Crédit photo Anne Fairise

Face au délitement des ghettos urbains, submergés par le sentiment de discrimination, le sociologue juge urgent d’intégrer les habitants à l’espace politique.

Vous êtes le premier, en 2008, à avoir parlé de la constitution de « ghettos urbains », se créant en marge de la société. Comment la situation a-t-elle évolué ?

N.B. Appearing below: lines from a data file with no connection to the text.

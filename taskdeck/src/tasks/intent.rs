//! Intents: the closed set of requests the transition function understands.

use chrono::{DateTime, Utc};
use serde::de::Error as _;
use serde::{Deserialize, Deserializer, Serialize, Serializer};
use taskdeck_model::timestamp;
use taskdeck_model::{Tag, TagId, Task, TaskId, TasksState};

/// A request to change the tracker state.
///
/// Serialized as `{"type": "ADD_TASK", "payload": ...}`. Any unrecognised
/// `type` deserializes to [`Intent::Unknown`], whatever its payload, and the
/// transition function treats it as a no-op.
#[derive(Debug, Clone, PartialEq, Eq, Serialize, Deserialize)]
#[serde(
    remote = "Self",
    tag = "type",
    content = "payload",
    rename_all = "SCREAMING_SNAKE_CASE"
)]
pub enum Intent {
    /// Append a new task.
    AddTask(Task),
    /// Flip a task's completion flag.
    ToggleTask {
        /// Task to toggle.
        id: TaskId,
        /// Time recorded as `completed_at` when the task becomes complete.
        #[serde(with = "timestamp::iso8601")]
        now: DateTime<Utc>,
    },
    /// Remove a task.
    DeleteTask(TaskId),
    /// Replace a task wholesale, matched by id.
    EditTask(Task),
    /// Discard the current state and adopt this one.
    ReplaceAll(TasksState),
    /// Install new positions for the given tasks.
    ReorderTasks(Vec<Task>),
    /// Append a new tag.
    AddTag(Tag),
    /// Replace a tag wholesale, matched by id.
    EditTag(Tag),
    /// Remove a tag and detach it from every task.
    DeleteTag(TagId),
    /// An intent kind this build does not know about.
    #[serde(other)]
    Unknown,
}

/// Wire names of every intent kind this build understands.
const KNOWN_KINDS: [&str; 9] = [
    "ADD_TASK",
    "TOGGLE_TASK",
    "DELETE_TASK",
    "EDIT_TASK",
    "REPLACE_ALL",
    "REORDER_TASKS",
    "ADD_TAG",
    "EDIT_TAG",
    "DELETE_TAG",
];

impl Serialize for Intent {
    fn serialize<S: Serializer>(&self, serializer: S) -> Result<S::Ok, S::Error> {
        Self::serialize(self, serializer)
    }
}

impl<'de> Deserialize<'de> for Intent {
    fn deserialize<D: Deserializer<'de>>(deserializer: D) -> Result<Self, D::Error> {
        let mut value = serde_json::Value::deserialize(deserializer)?;
        let known = value
            .get("type")
            .and_then(serde_json::Value::as_str)
            .is_some_and(|kind| KNOWN_KINDS.contains(&kind));
        if !known {
            // The payload of a foreign kind has no shape we can check.
            if let Some(object) = value.as_object_mut() {
                object.remove("payload");
            }
        }
        Self::deserialize(value).map_err(D::Error::custom)
    }
}

impl Intent {
    /// Short name used in logs.
    #[must_use]
    pub const fn kind(&self) -> &'static str {
        match self {
            Self::AddTask(_) => "add_task",
            Self::ToggleTask { .. } => "toggle_task",
            Self::DeleteTask(_) => "delete_task",
            Self::EditTask(_) => "edit_task",
            Self::ReplaceAll(_) => "replace_all",
            Self::ReorderTasks(_) => "reorder_tasks",
            Self::AddTag(_) => "add_tag",
            Self::EditTag(_) => "edit_tag",
            Self::DeleteTag(_) => "delete_tag",
            Self::Unknown => "unknown",
        }
    }
}
//! In-memory key-value store.

use std::collections::HashMap;

use parking_lot::Mutex;

use super::{KeyValueStore, PersistError};

/// Volatile [`KeyValueStore`] backed by a map, for tests and ephemeral sessions.
#[derive(Debug, Default)]
pub struct MemoryKeyValueStore {
    slots: Mutex<HashMap<String, String>>,
}

impl MemoryKeyValueStore {
    /// Creates an empty store.
    #[must_use]
    pub fn new() -> Self {
        Self::default()
    }

    /// Number of occupied slots.
    #[must_use]
    pub fn len(&self) -> usize {
        self.slots.lock().len()
    }

    /// Whether no slot holds a value.
    #[must_use]
    pub fn is_empty(&self) -> bool {
        self.slots.lock().is_empty()
    }
}

impl KeyValueStore for MemoryKeyValueStore {
    fn get(&self, key: &str) -> Result<Option<String>, PersistError> {
        Ok(self.slots.lock().get(key).cloned())
    }

    fn set(&self, key: &str, value: &str) -> Result<(), PersistError> {
        self.slots.lock().insert(key.to_string(), value.to_string());
        Ok(())
    }
}
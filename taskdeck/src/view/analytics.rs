//! Completion and due-date aggregates.
//!
//! Always computed over the full task set, independent of any view filter.
//! Due dates are compared by calendar day in the timezone of `now`.

use chrono::{DateTime, TimeZone};
use serde::Serialize;
use taskdeck_model::Task;

/// Number of priority buckets (priorities 1 through 5).
pub const PRIORITY_BUCKETS: usize = 5;

/// Summary statistics over every task.
#[derive(Debug, Clone, Default, PartialEq, Serialize)]
#[serde(rename_all = "camelCase")]
pub struct Analytics {
    /// Count of all tasks.
    pub total_tasks: usize,
    /// Count of completed tasks.
    pub completed_tasks: usize,
    /// Completed share in percent; `0.0` when there are no tasks.
    pub completion_rate: f64,
    /// Open tasks due before today.
    pub overdue_tasks: usize,
    /// Open tasks due today.
    pub due_today_tasks: usize,
    /// Open tasks due after today.
    pub upcoming_tasks: usize,
    /// Task counts for priorities 1..=5; out-of-range priorities are skipped.
    pub priority_distribution: [usize; PRIORITY_BUCKETS],
}

/// Computes [`Analytics`] for `tasks` as of `now`.
#[must_use]
#[allow(clippy::cast_precision_loss)]
pub fn compute_analytics<Tz: TimeZone>(tasks: &[Task], now: &DateTime<Tz>) -> Analytics {
    let tz = now.timezone();
    let today = now.date_naive();
    let mut stats = Analytics {
        total_tasks: tasks.len(),
        ..Analytics::default()
    };

    for task in tasks {
        if let Some(bucket) = task.priority.bucket() {
            stats.priority_distribution[bucket] += 1;
        }
        if task.completed {
            stats.completed_tasks += 1;
            continue;
        }
        let due = task.due_date.with_timezone(&tz).date_naive();
        match due.cmp(&today) {
            std::cmp::Ordering::Less => stats.overdue_tasks += 1,
            std::cmp::Ordering::Equal => stats.due_today_tasks += 1,
            std::cmp::Ordering::Greater => stats.upcoming_tasks += 1,
        }
    }

    if stats.total_tasks > 0 {
        // Counts stay far below f64's exact-integer range.
        stats.completion_rate = stats.completed_tasks as f64 / stats.total_tasks as f64 * 100.0;
    }
    stats
}
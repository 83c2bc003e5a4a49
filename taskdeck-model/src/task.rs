//! Task entity types for `taskdeck`.
//!
//! Defines the task identifier, the 1-5 priority scale, and the [`Task`]
//! record itself. Tasks are plain values: every change goes through the
//! transition function in the `taskdeck` crate, which replaces them
//! wholesale rather than patching fields in place.

use std::collections::BTreeSet;

use chrono::{DateTime, Utc};
use serde::{Deserialize, Deserializer, Serialize};
use uuid::Uuid;

use crate::tag::TagId;
use crate::timestamp;

/// Opaque unique identifier for a task.
///
/// Freshly created tasks get a UUID v7 string; identifiers loaded from
/// storage are kept verbatim, whatever their shape.
#[derive(Debug, Clone, PartialEq, Eq, PartialOrd, Ord, Hash, Serialize, Deserialize)]
#[serde(transparent)]
pub struct TaskId(String);

impl TaskId {
    /// Creates a new time-ordered task identifier (UUID v7).
    #[must_use]
    pub fn new() -> Self {
        Self(Uuid::now_v7().to_string())
    }

    /// Returns the identifier as a string slice.
    #[must_use]
    pub fn as_str(&self) -> &str {
        &self.0
    }
}

impl Default for TaskId {
    fn default() -> Self {
        Self::new()
    }
}

impl From<&str> for TaskId {
    fn from(value: &str) -> Self {
        Self(value.to_string())
    }
}

impl From<String> for TaskId {
    fn from(value: String) -> Self {
        Self(value)
    }
}

impl std::fmt::Display for TaskId {
    fn fmt(&self, f: &mut std::fmt::Formatter<'_>) -> std::fmt::Result {
        f.write_str(&self.0)
    }
}

/// Task priority on a 1 (Very Low) to 5 (Very High) scale.
///
/// Deserialization accepts any JSON integer so that hand-edited or legacy
/// data still loads; values beyond `0..=255` saturate. Use
/// [`Priority::is_valid`] or [`Priority::bucket`] where the 1-5 range
/// matters.
#[derive(Debug, Clone, Copy, PartialEq, Eq, PartialOrd, Ord, Hash, Serialize)]
#[serde(transparent)]
pub struct Priority(u8);

impl<'de> Deserialize<'de> for Priority {
    fn deserialize<D: Deserializer<'de>>(deserializer: D) -> Result<Self, D::Error> {
        let raw = i64::deserialize(deserializer)?;
        Ok(Self(u8::try_from(raw.max(0)).unwrap_or(u8::MAX)))
    }
}

impl Priority {
    /// Priority 1.
    pub const VERY_LOW: Self = Self(1);
    /// Priority 2.
    pub const LOW: Self = Self(2);
    /// Priority 3.
    pub const MEDIUM: Self = Self(3);
    /// Priority 4.
    pub const HIGH: Self = Self(4);
    /// Priority 5.
    pub const VERY_HIGH: Self = Self(5);

    /// Lowest valid priority value.
    pub const MIN: u8 = 1;
    /// Highest valid priority value.
    pub const MAX: u8 = 5;

    /// Creates a priority, returning `None` outside `1..=5`.
    #[must_use]
    pub const fn new(value: u8) -> Option<Self> {
        if value >= Self::MIN && value <= Self::MAX {
            Some(Self(value))
        } else {
            None
        }
    }

    /// Wraps a raw value without range checking.
    #[must_use]
    pub const fn from_raw(value: u8) -> Self {
        Self(value)
    }

    /// Returns the raw numeric value.
    #[must_use]
    pub const fn get(self) -> u8 {
        self.0
    }

    /// Whether the value lies in `1..=5`.
    #[must_use]
    pub const fn is_valid(self) -> bool {
        self.0 >= Self::MIN && self.0 <= Self::MAX
    }

    /// Zero-based histogram bucket (`0` for priority 1), or `None` when out of range.
    #[must_use]
    pub fn bucket(self) -> Option<usize> {
        if self.is_valid() {
            Some(usize::from(self.0 - Self::MIN))
        } else {
            None
        }
    }

    /// Human-readable label, or `None` when out of range.
    #[must_use]
    pub const fn label(self) -> Option<&'static str> {
        match self.0 {
            1 => Some("Very Low"),
            2 => Some("Low"),
            3 => Some("Medium"),
            4 => Some("High"),
            5 => Some("Very High"),
            _ => None,
        }
    }
}

impl Default for Priority {
    fn default() -> Self {
        Self::MEDIUM
    }
}

impl std::fmt::Display for Priority {
    fn fmt(&self, f: &mut std::fmt::Formatter<'_>) -> std::fmt::Result {
        match self.label() {
            Some(label) => f.write_str(label),
            None => write!(f, "priority {}", self.0),
        }
    }
}

/// A tracked task.
///
/// Timestamps serialize as ISO-8601 strings; see [`crate::timestamp`] for
/// the accepted input forms.
#[derive(Debug, Clone, PartialEq, Eq, Serialize, Deserialize)]
#[serde(rename_all = "camelCase")]
pub struct Task {
    /// Unique, immutable identifier.
    pub id: TaskId,
    /// Display name. Never blank for tasks created through the store.
    pub name: String,
    /// Free-form description, possibly empty.
    #[serde(default)]
    pub description: String,
    /// When the task is due.
    #[serde(with = "timestamp::iso8601")]
    pub due_date: DateTime<Utc>,
    /// Whether the task is done. Always agrees with `completed_at`.
    #[serde(default)]
    pub completed: bool,
    /// Priority on the 1-5 scale.
    #[serde(default)]
    pub priority: Priority,
    /// Tags attached to the task.
    #[serde(default)]
    pub tags: BTreeSet<TagId>,
    /// Creation time; never changes after creation.
    #[serde(with = "timestamp::iso8601")]
    pub created_at: DateTime<Utc>,
    /// When the task was last marked complete, if it currently is.
    #[serde(default, with = "timestamp::iso8601_option")]
    pub completed_at: Option<DateTime<Utc>>,
    /// Manual ordering key.
    #[serde(default)]
    pub position: u32,
}

impl Task {
    /// Whether `tag` is attached to this task.
    #[must_use]
    pub fn has_tag(&self, tag: &TagId) -> bool {
        self.tags.contains(tag)
    }

    /// Returns a copy with the completion flag flipped.
    ///
    /// Becoming complete stamps `completed_at` with `now`; becoming
    /// incomplete clears it. The two fields therefore always move together.
    #[must_use]
    pub fn toggled(&self, now: DateTime<Utc>) -> Self {
        let completed = !self.completed;
        Self {
            completed,
            completed_at: completed.then_some(now),
            ..self.clone()
        }
    }
}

J’ai utilisé ce terme de ghetto pour désigner la réalité sociale de certaines zones urbaines qui concentrent des populations défavorisées, victimes de ségrégation urbaine et de discriminations raciales. Leurs habitants ont fini par y fabriquer des modes de vie particuliers, des visions du monde organisées autour de valeurs qui leur sont propres. Ils ont développé une forme d’organisation sociale pour faire face aux difficultés. C’était une nouveauté dans les années 2000. Aujourd’hui, un autre cap est franchi. Nous ne sommes plus dans la constitution de ces « contre-mondes » sociaux, plus ou moins fermés, mais dans leur décomposition. Désormais, les ghettos urbains se délitent.

Comment expliquez-vous ce délitement ?

Ce sont les effets de la crise, continue depuis 2008. En sept ans, la population s’est considérablement appauvrie. Les inégalités entre habitants se sont accentuées. La tendance à l’isolement s’est renforcée, avec un repli sur la sphère privée, la famille, et une défiance accrue envers les institutions et tous leurs représentants, qui ne sont plus perçus comme des vecteurs possibles d’intégration. La participation à la vie associative est en baisse. Il est plus difficile de mobiliser, surtout dans les cités des villes de province. En revanche, la question religieuse, l’islam en particulier, a pris une place considérable.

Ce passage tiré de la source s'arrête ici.